# [The task]
Starting at the line that contains "pub struct AuthUser" and ending at the line that contains "pub use user::PgUserRepository;", the lines below are to be given again exactly, with nothing added.

Stored items
***

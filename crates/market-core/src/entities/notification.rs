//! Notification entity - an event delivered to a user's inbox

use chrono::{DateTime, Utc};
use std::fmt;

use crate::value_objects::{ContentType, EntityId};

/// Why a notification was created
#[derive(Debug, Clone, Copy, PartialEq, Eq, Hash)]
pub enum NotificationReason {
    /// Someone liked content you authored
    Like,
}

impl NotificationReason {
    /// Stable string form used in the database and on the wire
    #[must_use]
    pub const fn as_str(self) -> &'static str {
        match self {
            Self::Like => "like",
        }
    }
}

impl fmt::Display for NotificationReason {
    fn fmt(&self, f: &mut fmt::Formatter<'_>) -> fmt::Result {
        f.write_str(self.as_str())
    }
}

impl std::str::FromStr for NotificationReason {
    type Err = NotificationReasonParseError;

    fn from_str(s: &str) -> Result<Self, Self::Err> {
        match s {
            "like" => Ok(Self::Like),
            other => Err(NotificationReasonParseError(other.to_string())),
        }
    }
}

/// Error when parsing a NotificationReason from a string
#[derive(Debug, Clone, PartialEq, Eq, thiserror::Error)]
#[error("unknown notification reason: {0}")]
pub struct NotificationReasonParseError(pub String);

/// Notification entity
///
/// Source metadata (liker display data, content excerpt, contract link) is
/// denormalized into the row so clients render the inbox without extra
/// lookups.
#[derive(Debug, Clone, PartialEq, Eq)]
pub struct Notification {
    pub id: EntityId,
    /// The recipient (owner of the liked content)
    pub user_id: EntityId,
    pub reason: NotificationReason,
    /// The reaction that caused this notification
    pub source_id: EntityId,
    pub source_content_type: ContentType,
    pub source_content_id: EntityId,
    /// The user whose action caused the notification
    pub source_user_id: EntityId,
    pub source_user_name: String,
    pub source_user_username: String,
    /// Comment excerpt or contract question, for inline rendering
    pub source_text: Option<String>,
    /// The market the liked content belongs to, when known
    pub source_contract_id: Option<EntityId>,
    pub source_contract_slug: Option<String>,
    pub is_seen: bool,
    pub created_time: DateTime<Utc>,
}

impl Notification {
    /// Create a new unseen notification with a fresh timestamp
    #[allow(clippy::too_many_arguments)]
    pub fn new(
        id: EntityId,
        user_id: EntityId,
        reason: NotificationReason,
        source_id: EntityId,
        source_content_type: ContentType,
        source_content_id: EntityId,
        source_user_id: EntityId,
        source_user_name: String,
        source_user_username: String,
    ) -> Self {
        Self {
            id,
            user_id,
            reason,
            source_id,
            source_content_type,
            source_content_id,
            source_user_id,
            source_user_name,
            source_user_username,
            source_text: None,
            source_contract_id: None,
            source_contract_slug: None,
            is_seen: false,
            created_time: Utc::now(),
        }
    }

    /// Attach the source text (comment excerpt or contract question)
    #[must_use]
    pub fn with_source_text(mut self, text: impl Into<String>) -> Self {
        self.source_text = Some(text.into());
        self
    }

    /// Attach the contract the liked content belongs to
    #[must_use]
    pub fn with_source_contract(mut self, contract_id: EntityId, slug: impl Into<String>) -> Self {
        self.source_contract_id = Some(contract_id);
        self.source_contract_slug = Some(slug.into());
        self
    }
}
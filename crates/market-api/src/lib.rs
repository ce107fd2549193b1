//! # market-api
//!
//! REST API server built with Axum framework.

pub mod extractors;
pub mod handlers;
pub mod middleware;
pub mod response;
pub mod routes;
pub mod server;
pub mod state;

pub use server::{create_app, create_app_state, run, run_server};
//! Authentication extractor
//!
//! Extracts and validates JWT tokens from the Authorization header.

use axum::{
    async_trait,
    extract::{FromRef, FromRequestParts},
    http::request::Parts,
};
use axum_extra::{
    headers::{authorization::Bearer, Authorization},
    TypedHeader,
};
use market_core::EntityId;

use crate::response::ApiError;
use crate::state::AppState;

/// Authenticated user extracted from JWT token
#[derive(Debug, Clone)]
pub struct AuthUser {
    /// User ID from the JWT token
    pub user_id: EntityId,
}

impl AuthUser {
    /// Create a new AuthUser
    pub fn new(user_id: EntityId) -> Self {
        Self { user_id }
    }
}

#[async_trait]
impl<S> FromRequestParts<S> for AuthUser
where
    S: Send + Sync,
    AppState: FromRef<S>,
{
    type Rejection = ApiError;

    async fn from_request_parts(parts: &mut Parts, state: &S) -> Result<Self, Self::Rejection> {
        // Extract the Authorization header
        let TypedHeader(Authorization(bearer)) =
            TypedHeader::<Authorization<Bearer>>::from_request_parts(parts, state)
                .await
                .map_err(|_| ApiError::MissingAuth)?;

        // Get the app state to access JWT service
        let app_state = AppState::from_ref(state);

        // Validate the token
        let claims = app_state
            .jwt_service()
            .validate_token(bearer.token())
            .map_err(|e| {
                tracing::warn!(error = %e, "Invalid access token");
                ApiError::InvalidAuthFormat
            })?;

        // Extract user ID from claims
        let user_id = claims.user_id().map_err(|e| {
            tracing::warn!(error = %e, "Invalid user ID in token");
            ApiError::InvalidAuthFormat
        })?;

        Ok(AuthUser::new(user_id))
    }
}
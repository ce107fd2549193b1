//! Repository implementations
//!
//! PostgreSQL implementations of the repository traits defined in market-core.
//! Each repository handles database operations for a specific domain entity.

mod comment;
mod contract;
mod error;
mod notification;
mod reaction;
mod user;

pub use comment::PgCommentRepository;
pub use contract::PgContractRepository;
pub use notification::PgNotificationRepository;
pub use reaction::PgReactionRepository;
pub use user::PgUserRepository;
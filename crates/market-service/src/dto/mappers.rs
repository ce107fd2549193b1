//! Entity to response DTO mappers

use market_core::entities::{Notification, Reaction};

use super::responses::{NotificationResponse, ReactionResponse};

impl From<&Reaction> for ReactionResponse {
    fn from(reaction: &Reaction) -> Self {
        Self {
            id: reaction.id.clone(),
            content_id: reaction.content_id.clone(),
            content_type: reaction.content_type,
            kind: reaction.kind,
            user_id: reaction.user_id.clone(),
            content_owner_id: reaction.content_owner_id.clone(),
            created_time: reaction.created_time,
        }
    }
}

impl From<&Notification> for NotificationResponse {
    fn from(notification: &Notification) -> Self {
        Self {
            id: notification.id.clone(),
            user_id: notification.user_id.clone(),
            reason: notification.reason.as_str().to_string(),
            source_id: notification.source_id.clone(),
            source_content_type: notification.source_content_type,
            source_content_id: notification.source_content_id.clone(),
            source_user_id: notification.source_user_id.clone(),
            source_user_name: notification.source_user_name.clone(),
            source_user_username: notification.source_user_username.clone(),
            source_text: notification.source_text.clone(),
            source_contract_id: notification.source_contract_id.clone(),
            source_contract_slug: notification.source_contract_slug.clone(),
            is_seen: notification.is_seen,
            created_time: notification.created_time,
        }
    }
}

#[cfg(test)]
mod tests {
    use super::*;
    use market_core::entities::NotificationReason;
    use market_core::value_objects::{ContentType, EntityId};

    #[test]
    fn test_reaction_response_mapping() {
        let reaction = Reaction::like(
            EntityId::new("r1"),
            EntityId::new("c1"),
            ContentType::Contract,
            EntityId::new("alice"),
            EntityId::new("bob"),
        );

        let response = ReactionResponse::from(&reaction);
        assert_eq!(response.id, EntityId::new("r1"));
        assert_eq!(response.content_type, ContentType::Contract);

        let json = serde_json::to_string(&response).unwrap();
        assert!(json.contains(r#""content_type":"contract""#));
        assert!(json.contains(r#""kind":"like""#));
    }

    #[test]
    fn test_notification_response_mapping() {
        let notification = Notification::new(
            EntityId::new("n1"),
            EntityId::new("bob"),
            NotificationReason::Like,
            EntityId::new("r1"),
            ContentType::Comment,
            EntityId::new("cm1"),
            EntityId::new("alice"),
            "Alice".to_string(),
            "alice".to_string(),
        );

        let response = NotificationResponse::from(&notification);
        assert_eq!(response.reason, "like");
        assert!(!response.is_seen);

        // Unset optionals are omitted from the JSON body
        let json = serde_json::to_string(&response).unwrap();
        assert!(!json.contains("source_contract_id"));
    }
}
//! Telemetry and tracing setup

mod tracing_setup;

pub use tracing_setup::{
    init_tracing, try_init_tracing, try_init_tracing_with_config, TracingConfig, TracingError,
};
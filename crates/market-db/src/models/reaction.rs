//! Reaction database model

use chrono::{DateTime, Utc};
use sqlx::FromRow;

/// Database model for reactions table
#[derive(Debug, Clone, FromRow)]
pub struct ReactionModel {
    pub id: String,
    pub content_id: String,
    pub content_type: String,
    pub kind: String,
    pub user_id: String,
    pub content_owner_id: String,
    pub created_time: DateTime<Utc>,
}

***

# [Written reply]
pub struct AuthUser {
    /// User ID from the JWT token
    pub user_id: EntityId,
}

impl AuthUser {
    /// Create a new AuthUser
    pub fn new(user_id: EntityId) -> Self {
        Self { user_id }
    }
}

#[async_trait]
impl<S> FromRequestParts<S> for AuthUser
where
    S: Send + Sync,
    AppState: FromRef<S>,
{
    type Rejection = ApiError;

    async fn from_request_parts(parts: &mut Parts, state: &S) -> Result<Self, Self::Rejection> {
        // Extract the Authorization header
        let TypedHeader(Authorization(bearer)) =
            TypedHeader::<Authorization<Bearer>>::from_request_parts(parts, state)
                .await
                .map_err(|_| ApiError::MissingAuth)?;

        // Get the app state to access JWT service
        let app_state = AppState::from_ref(state);

        // Validate the token
        let claims = app_state
            .jwt_service()
            .validate_token(bearer.token())
            .map_err(|e| {
                tracing::warn!(error = %e, "Invalid access token");
                ApiError::InvalidAuthFormat
            })?;

        // Extract user ID from claims
        let user_id = claims.user_id().map_err(|e| {
            tracing::warn!(error = %e, "Invalid user ID in token");
            ApiError::InvalidAuthFormat
        })?;

        Ok(AuthUser::new(user_id))
    }
}
repository ce107fd2549193b1
//! Repository implementations
//!
//! PostgreSQL implementations of the repository traits defined in market-core.
//! Each repository handles database operations for a specific domain entity.

mod comment;
mod contract;
mod error;
mod notification;
mod reaction;
mod user;

pub use comment::PgCommentRepository;
pub use contract::PgContractRepository;
pub use notification::PgNotificationRepository;
pub use reaction::PgReactionRepository;
pub use user::PgUserRepository;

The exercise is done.